One key design aspect is that pyRevolve is not responsible for performing the data copies, and therefore does not need to know about the properties or structure of the data that needs to be stored. For this purpose, pyRevolve provides the Checkpoint abstract base class that has a size attribute, and a load(ptr) and save(ptr) method. The user must provide a concrete implementation of such an object. The size attribute must contain the size of a single checkpoint in memory, this information is used by pyRevolve to allocate the correct amount of memory. The save method must deep-copy all working data to the memory region starting at the provided pointer, and the load method must restore the working data from the memory region starting at the pointer ptr, either by performing a deep-copy, or by pointing the computation to the existing data inside the checkpoint storage.

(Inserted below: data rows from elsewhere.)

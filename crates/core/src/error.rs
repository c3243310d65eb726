//! Domain error model.

use thiserror::Error;

/// Result type used across the domain layer.
pub type DomainResult<T> = Result<T, DomainError>;

/// Domain-level error.
///
/// Deterministic failures only (validation, bad identifiers, lookups).
/// Infrastructure failures have their own error types in `recap-infra`.
#[derive(Debug, Error, Clone, PartialEq, Eq)]
pub enum DomainError {
    /// A value failed validation (e.g. an out-of-range concurrency limit).
    #[error("validation failed: {0}")]
    Validation(String),

    /// An identifier was invalid (e.g. parse failure).
    #[error("invalid identifier: {0}")]
    InvalidId(String),

    /// A requested resource was not found.
    #[error("not found")]
    NotFound,

    /// The request conflicts with current state.
    #[error("conflict: {0}")]
    Conflict(String),
}

impl DomainError {
    pub fn validation(msg: impl Into<String>) -> Self {
        Self::Validation(msg.into())
    }

    pub fn invalid_id(msg: impl Into<String>) -> Self {
        Self::InvalidId(msg.into())
    }

    pub fn conflict(msg: impl Into<String>) -> Self {
        Self::Conflict(msg.into())
    }

    pub fn not_found() -> Self {
        Self::NotFound
    }
}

The pyRevolve library provides to the user the class Revolver that must be instantiated with the following arguments:

  • Checkpoint object: This has to be an implementation of the abstract base class Checkpoint.

  • Forward operator: An object that provides a function apply() as specified in Section 4.2 that performs the forward computation.

  • Reverse operator: Similarly, an object that provides a function apply() that performs the reverse computation.

  • Number of checkpoints: This is optional, and specifies the number of checkpoints that can be stored in memory. If it is not given, a default value is computed using the adjust method explained in Section 3.

  • Number of time steps: This is also optional. If it is not given, an online checkpointing algorithm is used.

Based on either the given or computed number of checkpoints, the constructor instantiates a storage object that allocates the necessary amount of memory (number of checkpoints ), and makes that memory accessible to the Revolver.








Figure 6. Crevolve classes.








Figure 7. pyRevolve classes. The abstract classes Checkpoint and Operator are implemented by the client application

4.2. API, Application side

To introduce checkpointing using the pyRevolve library, an application must implement a particular interface. We use devito here as an example application, however, everything discussed here is fairly general and any application may implement checkpointing using pyRevolve using the approach discussed in this section.

To begin with, a concrete implementation of pyRevolve ’s abstract base class Checkpoint, called DevitoCheckpoint was created. This class has three methods:

  • save(ptr): Save the contents of the working memory into the location ptr.

  • restore(ptr): Restore a previously stored checkpoint from location ptr into working memory.

  • size: Report the amount of memory required by a single checkpoint. This is used to decide the total amount of memory to be allocated and to calculate offsets.

Along with this, we set up two Operator, one a ForwardOperator to carry out the forward computation and a GradientOperator that computes the image, as explained in section 2. These can be used to initialize a Revolver object as shown in figure 8.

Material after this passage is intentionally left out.